Across the entries below, how many lines have the string "BeeTuning" in them? Reply with only the number.

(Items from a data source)

☆ ☆ ☆ ☆ ☆

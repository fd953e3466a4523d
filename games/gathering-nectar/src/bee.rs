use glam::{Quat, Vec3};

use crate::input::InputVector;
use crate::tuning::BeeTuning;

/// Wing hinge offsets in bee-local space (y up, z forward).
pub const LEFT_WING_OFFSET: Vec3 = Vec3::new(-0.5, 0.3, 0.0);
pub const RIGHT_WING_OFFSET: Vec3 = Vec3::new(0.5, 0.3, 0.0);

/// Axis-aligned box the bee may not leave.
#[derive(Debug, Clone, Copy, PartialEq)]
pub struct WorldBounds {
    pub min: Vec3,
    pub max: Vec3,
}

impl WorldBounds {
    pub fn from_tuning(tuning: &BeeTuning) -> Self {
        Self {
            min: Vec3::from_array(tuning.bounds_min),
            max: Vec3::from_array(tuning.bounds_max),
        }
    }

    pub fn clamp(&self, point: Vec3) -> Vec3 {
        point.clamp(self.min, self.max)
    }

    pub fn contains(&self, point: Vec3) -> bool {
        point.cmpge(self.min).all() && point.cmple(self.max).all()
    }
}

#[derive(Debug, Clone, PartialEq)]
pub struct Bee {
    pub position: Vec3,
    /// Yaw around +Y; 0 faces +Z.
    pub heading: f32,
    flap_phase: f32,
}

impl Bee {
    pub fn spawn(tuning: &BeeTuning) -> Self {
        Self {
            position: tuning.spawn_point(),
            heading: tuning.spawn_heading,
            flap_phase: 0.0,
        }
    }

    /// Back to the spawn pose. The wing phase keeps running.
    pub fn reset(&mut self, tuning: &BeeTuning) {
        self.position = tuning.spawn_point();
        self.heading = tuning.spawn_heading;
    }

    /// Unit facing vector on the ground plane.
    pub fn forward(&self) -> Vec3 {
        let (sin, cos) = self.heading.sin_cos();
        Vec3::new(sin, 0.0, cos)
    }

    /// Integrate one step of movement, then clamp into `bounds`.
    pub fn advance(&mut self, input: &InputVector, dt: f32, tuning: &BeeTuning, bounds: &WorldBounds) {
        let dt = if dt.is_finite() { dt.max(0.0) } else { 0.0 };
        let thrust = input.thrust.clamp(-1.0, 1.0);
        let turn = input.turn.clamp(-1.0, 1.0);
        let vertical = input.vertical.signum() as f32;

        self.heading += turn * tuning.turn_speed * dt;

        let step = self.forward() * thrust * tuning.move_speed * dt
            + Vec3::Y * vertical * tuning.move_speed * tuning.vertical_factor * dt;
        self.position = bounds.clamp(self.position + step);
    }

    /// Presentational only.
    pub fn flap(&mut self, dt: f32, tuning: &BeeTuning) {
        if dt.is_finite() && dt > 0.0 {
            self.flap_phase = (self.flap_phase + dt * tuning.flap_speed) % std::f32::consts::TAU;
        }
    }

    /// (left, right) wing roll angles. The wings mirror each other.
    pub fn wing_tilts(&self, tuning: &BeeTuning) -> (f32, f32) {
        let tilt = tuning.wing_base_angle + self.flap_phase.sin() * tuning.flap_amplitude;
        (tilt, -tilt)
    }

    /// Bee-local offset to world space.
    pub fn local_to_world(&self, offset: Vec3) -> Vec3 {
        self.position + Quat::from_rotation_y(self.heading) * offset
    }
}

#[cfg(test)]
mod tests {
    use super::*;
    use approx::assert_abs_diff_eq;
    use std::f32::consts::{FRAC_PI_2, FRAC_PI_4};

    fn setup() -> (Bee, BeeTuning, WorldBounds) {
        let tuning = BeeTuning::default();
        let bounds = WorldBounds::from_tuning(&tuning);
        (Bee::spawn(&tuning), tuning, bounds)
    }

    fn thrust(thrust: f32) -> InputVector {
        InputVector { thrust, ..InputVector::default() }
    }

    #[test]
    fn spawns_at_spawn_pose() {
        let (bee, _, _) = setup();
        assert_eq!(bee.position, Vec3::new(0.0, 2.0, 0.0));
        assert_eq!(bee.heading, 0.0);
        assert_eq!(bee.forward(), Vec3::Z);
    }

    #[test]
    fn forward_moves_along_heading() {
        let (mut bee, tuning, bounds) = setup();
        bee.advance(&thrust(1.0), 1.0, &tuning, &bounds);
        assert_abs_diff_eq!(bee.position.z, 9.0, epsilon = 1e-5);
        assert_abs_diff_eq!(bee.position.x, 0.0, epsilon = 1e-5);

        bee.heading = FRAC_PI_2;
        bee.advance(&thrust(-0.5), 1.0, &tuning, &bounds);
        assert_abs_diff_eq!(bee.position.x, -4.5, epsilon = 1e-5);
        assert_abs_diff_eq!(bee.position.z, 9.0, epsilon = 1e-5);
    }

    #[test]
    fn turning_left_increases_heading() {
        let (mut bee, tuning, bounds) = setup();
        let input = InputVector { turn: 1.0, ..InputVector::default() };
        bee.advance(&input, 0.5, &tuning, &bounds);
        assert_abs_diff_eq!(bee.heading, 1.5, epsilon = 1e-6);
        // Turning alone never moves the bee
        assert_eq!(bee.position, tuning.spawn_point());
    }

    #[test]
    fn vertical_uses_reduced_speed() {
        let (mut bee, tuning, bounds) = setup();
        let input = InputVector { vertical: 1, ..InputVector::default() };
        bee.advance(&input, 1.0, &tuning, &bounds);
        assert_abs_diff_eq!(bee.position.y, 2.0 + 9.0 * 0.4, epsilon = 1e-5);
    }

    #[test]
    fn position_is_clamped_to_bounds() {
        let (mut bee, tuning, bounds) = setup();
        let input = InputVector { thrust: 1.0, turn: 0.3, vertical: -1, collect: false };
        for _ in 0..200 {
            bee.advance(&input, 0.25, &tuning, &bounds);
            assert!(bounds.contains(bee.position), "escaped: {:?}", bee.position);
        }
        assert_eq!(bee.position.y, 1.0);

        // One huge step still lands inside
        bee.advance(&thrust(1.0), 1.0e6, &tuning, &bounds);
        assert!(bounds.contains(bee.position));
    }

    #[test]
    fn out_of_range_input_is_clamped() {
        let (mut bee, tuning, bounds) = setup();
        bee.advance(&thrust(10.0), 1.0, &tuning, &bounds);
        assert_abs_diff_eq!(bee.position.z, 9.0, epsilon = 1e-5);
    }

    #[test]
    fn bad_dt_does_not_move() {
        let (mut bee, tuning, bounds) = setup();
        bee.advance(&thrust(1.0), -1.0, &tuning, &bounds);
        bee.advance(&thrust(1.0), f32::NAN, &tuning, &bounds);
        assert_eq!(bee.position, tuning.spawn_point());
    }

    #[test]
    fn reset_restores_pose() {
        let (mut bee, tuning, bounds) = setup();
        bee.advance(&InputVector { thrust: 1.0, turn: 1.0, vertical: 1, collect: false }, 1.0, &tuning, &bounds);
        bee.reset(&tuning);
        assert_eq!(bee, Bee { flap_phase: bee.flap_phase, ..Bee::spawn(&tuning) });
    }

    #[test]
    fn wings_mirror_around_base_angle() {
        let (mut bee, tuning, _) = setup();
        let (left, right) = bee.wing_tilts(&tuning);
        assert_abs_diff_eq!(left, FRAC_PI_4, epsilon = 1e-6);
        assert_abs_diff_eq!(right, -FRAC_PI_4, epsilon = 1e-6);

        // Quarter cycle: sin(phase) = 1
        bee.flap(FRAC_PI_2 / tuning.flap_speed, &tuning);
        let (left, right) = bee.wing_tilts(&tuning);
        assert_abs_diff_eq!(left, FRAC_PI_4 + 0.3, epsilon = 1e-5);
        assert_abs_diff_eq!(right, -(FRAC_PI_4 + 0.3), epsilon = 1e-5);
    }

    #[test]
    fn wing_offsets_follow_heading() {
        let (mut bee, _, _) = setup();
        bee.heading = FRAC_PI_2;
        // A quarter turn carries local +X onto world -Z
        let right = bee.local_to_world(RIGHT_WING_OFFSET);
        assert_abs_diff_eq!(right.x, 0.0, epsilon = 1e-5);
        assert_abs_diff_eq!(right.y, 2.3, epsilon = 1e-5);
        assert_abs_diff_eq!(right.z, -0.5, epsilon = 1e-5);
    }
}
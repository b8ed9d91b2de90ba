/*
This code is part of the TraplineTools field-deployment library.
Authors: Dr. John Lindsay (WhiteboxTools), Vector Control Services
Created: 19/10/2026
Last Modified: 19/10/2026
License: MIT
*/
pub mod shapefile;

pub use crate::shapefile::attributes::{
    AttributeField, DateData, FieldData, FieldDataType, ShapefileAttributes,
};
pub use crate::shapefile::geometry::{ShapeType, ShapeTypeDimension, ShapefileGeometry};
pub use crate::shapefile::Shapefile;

☆ ☆ ☆ ☆ ☆

• **RESPONSE AREA**:
9